Littérature: Didier NAGBE sort un livre à l’intitulé prétentieux
Il n’est pas simple de sortir un ouvrage et de s’inscrire parmi ceux qui font la littérature au Togo. Didier NAGBE a su franchir ce cap. Il a même réussi le pari de l’autoédition. A travers un nouvel ouvrage, l’auteur pose une thématique qui n’est pas nouvelle, mais dont la réflexion menée l’est, à travers une approche qui se veut singulière. Didier NAGBE nous invite à mesurer l’enjeu du « jeu » pour ne pas être hors jeu. Ce samedi 19 octobre 2024, un public sélectionné a été enveloppé dans l’univers de cette finesse narrative.
Dans le discours ambiant, l’on peut penser que la réussite se mesure a l’aune de ce que l’on a ou de ce que l’on est. C’est à cette réflexion que nous soumet le nouvel ouvrage de Didier NAGBE intitulé le « jeu de la réussite » avec un sous titre particulièrement éloquent : le « Je » du jeu, première partie.

La connaissance de soi, de ses qualités intrinsèques, mais aussi la part irréductible de ses faiblesses, à laquelle il peut toutefois être remédié en mobilisant de façon sélective et réfléchie des apports et emprunts extérieurs, est-elle un facteur déterminant dans la réussite, en tout cas, une étape importante de la marche vers celle-ci ? L’ouvrage pose le débat par un fil conducteur de son exposé.
Le « jeu de la réussite », le « Je » du jeu, de Didier NAGBE est un essai qui ambitionne de se décliner en plusieurs volumes subséquents susceptibles de rendre possible l’accomplissement d’exploits les plus inimaginables.
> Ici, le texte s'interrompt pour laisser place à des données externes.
//! # Buffer State Module
//!
//! The boundary between the engine and whatever draws its meshes.
//!
//! ## Architecture
//!
//! [`RenderBackend`] is the interface the renderer talks to: it creates one array of typed
//! attribute buffers per mesh, uploads raw bytes into them, binds the voxel material and issues
//! indexed draws. [`HeadlessBufferState`] implements it in memory, keeping buffer contents,
//! analytics and a log of draw calls so that tests and the demo binary can run without a GPU.

use std::collections::HashMap;

use log::trace;

/// Opaque id of one buffer array created by a [`RenderBackend`].
#[derive(Debug, Clone, Copy, PartialEq, Eq, Hash, PartialOrd, Ord)]
pub struct MeshHandle(pub u32);

/// What a buffer is bound as.
#[derive(Debug, Clone, Copy, PartialEq, Eq, Hash)]
pub enum BufferKind {
    Index,
    Vertex,
}

/// Layout of one buffer in an array.
#[derive(Debug, Clone, Copy, PartialEq, Eq)]
pub struct BufferDescriptor {
    /// Descriptive name (for debugging)
    pub label: &'static str,
    pub kind: BufferKind,
    /// Size in bytes of one element; every upload must be a whole number of elements.
    pub element_size: u32,
}

/// Buffer layout of a voxel mesh: indices, positions, UVs with texture id, normals.
pub const VOXEL_MESH_BUFFERS: [BufferDescriptor; 4] = [
    BufferDescriptor {
        label: "Index Buffer",
        kind: BufferKind::Index,
        element_size: 4,
    },
    BufferDescriptor {
        label: "Position Buffer",
        kind: BufferKind::Vertex,
        element_size: 12,
    },
    BufferDescriptor {
        label: "UV Buffer",
        kind: BufferKind::Vertex,
        element_size: 12,
    },
    BufferDescriptor {
        label: "Normal Buffer",
        kind: BufferKind::Vertex,
        element_size: 12,
    },
];

/// Per-draw shader inputs.
///
/// # Memory Layout
/// Three column-major 4×4 matrices followed by the light position and power, 208 bytes with no
/// padding, so it can be uploaded as a uniform block directly.
#[repr(C)]
#[derive(Debug, Clone, Copy, PartialEq, bytemuck::Pod, bytemuck::Zeroable)]
pub struct DrawUniforms {
    pub model: [[f32; 4]; 4],
    pub view: [[f32; 4]; 4],
    pub projection: [[f32; 4]; 4],
    pub light_position: [f32; 3],
    pub light_power: f32,
}

/// GPU buffer interface consumed by the renderer.
///
/// All calls happen on the thread that owns the renderer.
pub trait RenderBackend {
    /// Allocates an empty buffer per descriptor and returns the handle of the array.
    fn create_buffer_array(&mut self, descriptors: &[BufferDescriptor]) -> MeshHandle;

    /// Replaces the contents of buffer `buffer_index` of `handle` with `data`.
    ///
    /// # Panics
    /// Implementations panic on an unknown handle or index, or when `data` is not a whole number
    /// of elements.
    fn write_buffer(&mut self, handle: MeshHandle, buffer_index: usize, data: &[u8]);

    /// Binds the shared voxel material before a batch of draws.
    fn bind_material(&mut self);

    /// Draws `index_count` indices from the buffer array.
    fn draw_indexed(&mut self, handle: MeshHandle, index_count: u32, uniforms: &DrawUniforms);
}

/// Analytics data for a buffer
///
/// Tracks memory allocation, usage, and write operations.
#[derive(Debug, Clone, Copy, Default, PartialEq, Eq)]
pub struct BufferAnalytics {
    /// Largest size the buffer has held, in bytes
    pub allocated_memory: u64,
    /// Size of the current contents in bytes
    pub used_memory: u64,
    /// Number of times the buffer has been written to
    pub times_written: u64,
}

#[derive(Debug)]
struct HeadlessBuffer {
    descriptor: BufferDescriptor,
    data: Vec<u8>,
    analytics: BufferAnalytics,
}

/// A draw call recorded by [`HeadlessBufferState`].
#[derive(Debug, Clone, Copy, PartialEq)]
pub struct DrawRecord {
    pub handle: MeshHandle,
    pub index_count: u32,
    pub uniforms: DrawUniforms,
}

/// In-memory [`RenderBackend`].
#[derive(Debug, Default)]
pub struct HeadlessBufferState {
    buffers: HashMap<MeshHandle, Vec<HeadlessBuffer>>,
    next_handle: u32,
    materials_bound: u64,
    draws: Vec<DrawRecord>,
}

impl HeadlessBufferState {
    pub fn new() -> Self {
        Self::default()
    }

    /// Number of buffer arrays created so far.
    pub fn buffer_array_count(&self) -> usize {
        self.buffers.len()
    }

    /// Current contents of one buffer.
    pub fn buffer_data(&self, handle: MeshHandle, buffer_index: usize) -> Option<&[u8]> {
        self.buffers
            .get(&handle)
            .and_then(|array| array.get(buffer_index))
            .map(|buffer| buffer.data.as_slice())
    }

    pub fn analytics(&self, handle: MeshHandle, buffer_index: usize) -> Option<BufferAnalytics> {
        self.buffers
            .get(&handle)
            .and_then(|array| array.get(buffer_index))
            .map(|buffer| buffer.analytics)
    }

    /// Draw calls issued since the last [`HeadlessBufferState::clear_draws`].
    pub fn draws(&self) -> &[DrawRecord] {
        &self.draws
    }

    pub fn clear_draws(&mut self) {
        self.draws.clear();
    }

    pub fn materials_bound(&self) -> u64 {
        self.materials_bound
    }

    /// Gets the total allocated memory across all buffers
    pub fn get_total_allocated_memory(&self) -> u64 {
        self.buffers
            .values()
            .flatten()
            .fold(0, |acc, buffer| acc + buffer.analytics.allocated_memory)
    }

    /// Gets the total used memory across all buffers
    pub fn get_total_used_memory(&self) -> u64 {
        self.buffers
            .values()
            .flatten()
            .fold(0, |acc, buffer| acc + buffer.analytics.used_memory)
    }
}

impl RenderBackend for HeadlessBufferState {
    fn create_buffer_array(&mut self, descriptors: &[BufferDescriptor]) -> MeshHandle {
        let handle = MeshHandle(self.next_handle);
        self.next_handle += 1;
        self.buffers.insert(
            handle,
            descriptors
                .iter()
                .map(|descriptor| HeadlessBuffer {
                    descriptor: *descriptor,
                    data: Vec::new(),
                    analytics: BufferAnalytics::default(),
                })
                .collect(),
        );
        trace!("Created buffer array {:?} with {} buffers", handle, descriptors.len());
        handle
    }

    fn write_buffer(&mut self, handle: MeshHandle, buffer_index: usize, data: &[u8]) {
        let array = self
            .buffers
            .get_mut(&handle)
            .unwrap_or_else(|| panic!("Buffer write to unknown buffer array {:?}", handle));
        let buffer = array.get_mut(buffer_index).unwrap_or_else(|| {
            panic!(
                "Buffer write out of bounds: array {:?} has no buffer {}",
                handle, buffer_index
            )
        });

        let element_size = buffer.descriptor.element_size as usize;
        assert!(
            data.len() % element_size == 0,
            "Buffer write of {} bytes to '{}' is not a multiple of {}",
            data.len(),
            buffer.descriptor.label,
            element_size
        );

        buffer.data.clear();
        buffer.data.extend_from_slice(data);
        let analytics = &mut buffer.analytics;
        analytics.used_memory = data.len() as u64;
        analytics.allocated_memory = analytics.allocated_memory.max(analytics.used_memory);
        analytics.times_written += 1;
    }

    fn bind_material(&mut self) {
        self.materials_bound += 1;
    }

    fn draw_indexed(&mut self, handle: MeshHandle, index_count: u32, uniforms: &DrawUniforms) {
        assert!(
            self.buffers.contains_key(&handle),
            "Draw of unknown buffer array {:?}",
            handle
        );
        self.draws.push(DrawRecord {
            handle,
            index_count,
            uniforms: *uniforms,
        });
    }
}

#[cfg(test)]
mod tests {
    use bytemuck::Zeroable;

    use super::*;

    #[test]
    fn writes_replace_contents_and_track_memory() {
        let mut backend = HeadlessBufferState::new();
        let handle = backend.create_buffer_array(&VOXEL_MESH_BUFFERS);
        assert_eq!(backend.buffer_array_count(), 1);

        backend.write_buffer(handle, 0, bytemuck::cast_slice(&[0u32, 1, 2, 0, 2, 3]));
        backend.write_buffer(handle, 0, bytemuck::cast_slice(&[0u32, 1, 2]));

        assert_eq!(backend.buffer_data(handle, 0).map(|data| data.len()), Some(12));
        let analytics = backend.analytics(handle, 0).unwrap();
        assert_eq!(analytics.times_written, 2);
        assert_eq!(analytics.allocated_memory, 24);
        assert_eq!(backend.get_total_used_memory(), 12);
        assert_eq!(backend.get_total_allocated_memory(), 24);
    }

    #[test]
    #[should_panic]
    fn partial_elements_are_rejected() {
        let mut backend = HeadlessBufferState::new();
        let handle = backend.create_buffer_array(&VOXEL_MESH_BUFFERS);
        backend.write_buffer(handle, 1, &[0u8; 10]);
    }

    #[test]
    #[should_panic]
    fn unknown_handle_is_rejected() {
        HeadlessBufferState::new().write_buffer(MeshHandle(3), 0, &[]);
    }

    #[test]
    fn draws_are_recorded() {
        let mut backend = HeadlessBufferState::new();
        let handle = backend.create_buffer_array(&VOXEL_MESH_BUFFERS);
        let uniforms = DrawUniforms::zeroed();
        backend.bind_material();
        backend.draw_indexed(handle, 36, &uniforms);

        assert_eq!(backend.materials_bound(), 1);
        assert_eq!(backend.draws().len(), 1);
        assert_eq!(backend.draws()[0].index_count, 36);
        backend.clear_draws();
        assert!(backend.draws().is_empty());
    }
}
Didier NAGBE propose, au-delà de la métaphore, de faire du jeu, le paradigme de la réussite. Le « jeu de la réussite », le « Je » du jeu, nous livre les facteurs clés censés y concourir. Ceux-ci s’articulent, dans ce premier volume structuré en trois parties, d’abord autour de l’individu lui-même et de ce qui façonne sa personnalité.
C’est avec passion que ses amis, ses mentors et les amoureux du verbe se sont retrouvés autour de lui pour célébrer cet nouvel ouvrage samedi à Lomé. On pouvait remarqué la présence de l’ancien ministre des médias et de la communication Akodah Ayewouadan, l’homme d’affaires Jonas DAOU et André Kangni Afanou.



« J’ai eu l’idée d’écrire cet ouvrage en jouant en 2015. Le jeu s’appelle (femme héros). J’aimais bien le jouer parce que ça déstressait. A un moment je jouais pour gagner. J’ai décidé ensuite de prendre les principes du jeu et de les développer. La suite de l’exercice a été d’observer des vies pour voir le parallèle entre ce que je découvre dans le principe du jeu et la réalité, tout en transposant ce que j’observais dans le jeu et ce que j’observais auprès des gens qui, pour moi, sont des références. Pour dire que le jeu de la réussite vient du postulat selon lequel dans un monde où tout le monde aime jouer et surtout tout le monde a au moins une fois gagné un jeu en respectant des principes, tout le monde peu donc gagner le jeu de la réussite. La question que moi je me pose est de savoir pourquoi le monde ne gagnerait pas le jeu de la réussite si tout le monde a une fois gagné à un jeu? A partir de ce moment, je me dis qu’on peut le mettre à la portée de tout le monde. Pour moi, il faut démystifier la réussite. On doit pouvoir la rendre accessible à tout le monde. Ce livre nous aide aussi à ramener des méthodes des entreprises à des personnes, ce qui pourrait être valable aussi pour un pays », a argumenté l’auteur Didier NAGBE.

En clair, rien à priori ne permet d’exclure ex officio que ce qui fonctionne dans le cadre d’entités certes abstraites, mais conçues et dirigées concrètement par des humains puisse trouver à s’appliquer, mutatis mutandis, à ces derniers, d’où le mérite de l’auteur d’avoir osé le parallèle et l’analogie.
Dans l’ouvrage la « réussite du jeu », le « Je » du jeu, l’on relève au passage la dimension philosophique de la réflexion, une philosophie de la réussite sociale, serait-on tenté de dire. Cette approche résolument audacieuse de l’auteur a été préfacée par le professeur Dodzi Kokoroko et M.Jonas DAOU, homme d’affaires.
Ce livre qui mérite une place sur la table de votre chevet,
contribuera assurément à nourrir la réflexion du lecteur autour de ce premier volume, qui est loin d’être le dernier.